## Task to carry out
Output range, inclusive: from the line containing "not a non-negative" to the line containing "let (mut w, mut". Restate those lines from the data below word for word and only those.

## The data
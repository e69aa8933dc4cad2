//  Copyright (c) 2020 Christopher Taylor
//
//  Distributed under the Boost Software License, Version 1.0. (See accompanying
//  file LICENSE_1_0.txt or copy at http://www.boost.org/LICENSE_1_0.txt)
//
// This file implements NMF w/Multiplicative Updates by:
//
//     D. D. Lee, H. S. Seung. "Algorithms for Non-negative Matrix Factorization." NIPS 2001.
//
// minimizing || X - W H ||_F^2 subject to W >= 0, H >= 0
//
use ndarray::{Array2, Zip};
use ndarray_rand::rand_distr::Uniform;
use ndarray_rand::RandomExt;
use rand::SeedableRng;
use rand_chacha::ChaCha8Rng;
use tracing::{debug, info};

use crate::error::{Result, TopicError};
use crate::sparse::SparseMatrix;

/// Added to every update denominator.
pub const EPSILON: f64 = 1e-10;

/// Relative error improvement below which iteration stops.
pub const DEFAULT_TOLERANCE: f64 = 1e-4;

/// The two factors of `X ≈ W H` plus the trace of the run that produced them.
#[derive(Debug, Clone, PartialEq)]
pub struct FactorPair {
    /// document-topic weights, `[documents × rank]`
    pub w: Array2<f64>,
    /// topic-term weights, `[rank × terms]`
    pub h: Array2<f64>,
    /// `|| X - W H ||_F` after each iteration
    pub reconstruction_errors: Vec<f64>,
    pub iterations: usize,
    pub converged: bool,
}

impl FactorPair {
    pub fn rank(&self) -> usize {
        self.w.ncols()
    }

    /// Frobenius norm of the residual after the last iteration.
    pub fn reconstruction_error(&self) -> f64 {
        self.reconstruction_errors.last().copied().unwrap_or(f64::NAN)
    }
}

#[derive(Debug, Clone)]
pub struct NonNegativeFactorization {
    pub rank: usize,
    pub max_iterations: usize,
    pub seed: u64,
    pub tolerance: f64,
}

impl NonNegativeFactorization {
    pub fn new(rank: usize) -> Self {
        NonNegativeFactorization {
            rank,
            max_iterations: 100,
            seed: 1,
            tolerance: DEFAULT_TOLERANCE,
        }
    }

    pub fn max_iterations(mut self, iterations: usize) -> Self {
        self.max_iterations = iterations;
        self
    }

    pub fn seed(mut self, seed: u64) -> Self {
        self.seed = seed;
        self
    }

    pub fn tolerance(mut self, tolerance: f64) -> Self {
        self.tolerance = tolerance;
        self
    }

    fn validate(&self, matrix: &SparseMatrix) -> Result<()> {
        let (documents, terms) = matrix.shape();
        if self.rank == 0 || self.rank > documents.min(terms) {
            return Err(TopicError::InvalidRank {
                rank: self.rank,
                documents,
                terms,
            });
        }
        if self.max_iterations == 0 {
            return Err(TopicError::invalid("max_iterations", "must be at least 1"));
        }
        if !(self.tolerance >= 0.0) {
            return Err(TopicError::invalid(
                "tolerance",
                format!("{} is not a non-negative number", self.tolerance),
            ));
        }
        Ok(())
    }

    // uniform [0.1, 1) scaled so that W H starts near the magnitude of X
    fn initialize(&self, matrix: &SparseMatrix) -> (Array2<f64>, Array2<f64>) {
        let (d, v) = matrix.shape();
        let mean = matrix.mean();
        let scale = if mean > 0.0 {
            (mean / self.rank as f64).sqrt()
        } else {
            1.0
        };

        let mut rng = ChaCha8Rng::seed_from_u64(self.seed);
        let dist = Uniform::new(0.1, 1.0);
        let w = Array2::random_using((d, self.rank), dist, &mut rng) * scale;
        let h = Array2::random_using((self.rank, v), dist, &mut rng) * scale;
        (w, h)
    }

    /// Factor `matrix` into non-negative `W` and `H`.
    ///
    /// The result depends only on the matrix and the fields of `self`.
    pub fn factor(&self, matrix: &SparseMatrix) -> Result<FactorPair> {
        self.validate(matrix)?;

        let (mut w, mut h) = self.initialize(matrix);
        let x_norm_sq = matrix.squared_frobenius_norm();
        let mut errors: Vec<f64> = Vec::with_capacity(self.max_iterations);
        let mut converged = false;

        for iteration in 1..=self.max_iterations {
            // H <- H * (W^t X) / (W^t W H + eps)
            let wt_x = matrix.transpose_dot(&w).reversed_axes();
            let wt_w_h = w.t().dot(&w).dot(&h);
            Zip::from(&mut h)
                .and(&wt_x)
                .and(&wt_w_h)
                .for_each(|h, &num, &den| *h = (*h * num / (den + EPSILON)).max(0.0));

            // W <- W * (X H^t) / (W H H^t + eps)
            let h_ht = h.dot(&h.t());
            let x_ht = matrix.dot(&h.t());
            let w_h_ht = w.dot(&h_ht);
            Zip::from(&mut w)
                .and(&x_ht)
                .and(&w_h_ht)
                .for_each(|w, &num, &den| *w = (*w * num / (den + EPSILON)).max(0.0));

            let error = residual_norm(x_norm_sq, &w, &x_ht, &h_ht);
            if !error.is_finite() {
                return Err(TopicError::NumericInstability { iteration });
            }
            errors.push(error);

            if iteration % 10 == 0 {
                debug!(iteration, error, "nmf progress");
            }

            let initial = errors[0];
            if initial == 0.0 {
                converged = true;
                break;
            }
            if iteration > 1 {
                let previous = errors[errors.len() - 2];
                if (previous - error) / initial < self.tolerance {
                    converged = true;
                    break;
                }
            }
        }

        let iterations = errors.len();
        info!(
            rank = self.rank,
            iterations,
            converged,
            error = errors[iterations - 1],
            "factorization finished"
        );

        Ok(FactorPair {
            w,
            h,
            reconstruction_errors: errors,
            iterations,
            converged,
        })
    }
}

/// Factor `matrix` with `rank` topics using the default tolerance.
pub fn factor(
    matrix: &SparseMatrix,
    rank: usize,
    max_iterations: usize,
    seed: u64,
) -> Result<FactorPair> {
    NonNegativeFactorization::new(rank)
        .max_iterations(max_iterations)
        .seed(seed)
        .factor(matrix)
}

// || X - W H ||_F from ||X||^2 - 2 <X H^t, W> + <W^t W, H H^t>,
// never materializing the dense product W H
fn residual_norm(x_norm_sq: f64, w: &Array2<f64>, x_ht: &Array2<f64>, h_ht: &Array2<f64>) -> f64 {
    let cross = (x_ht * w).sum();
    let quadratic = (&w.t().dot(w) * h_ht).sum();
    (x_norm_sq - 2.0 * cross + quadratic).max(0.0).sqrt()
}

## Response box
                format!("{} is not a non-negative number", self.tolerance),
            ));
        }
        Ok(())
    }

    // uniform [0.1, 1) scaled so that W H starts near the magnitude of X
    fn initialize(&self, matrix: &SparseMatrix) -> (Array2<f64>, Array2<f64>) {
        let (d, v) = matrix.shape();
        let mean = matrix.mean();
        let scale = if mean > 0.0 {
            (mean / self.rank as f64).sqrt()
        } else {
            1.0
        };

        let mut rng = ChaCha8Rng::seed_from_u64(self.seed);
        let dist = Uniform::new(0.1, 1.0);
        let w = Array2::random_using((d, self.rank), dist, &mut rng) * scale;
        let h = Array2::random_using((self.rank, v), dist, &mut rng) * scale;
        (w, h)
    }

    /// Factor `matrix` into non-negative `W` and `H`.
    ///
    /// The result depends only on the matrix and the fields of `self`.
    pub fn factor(&self, matrix: &SparseMatrix) -> Result<FactorPair> {
        self.validate(matrix)?;

        let (mut w, mut h) = self.initialize(matrix);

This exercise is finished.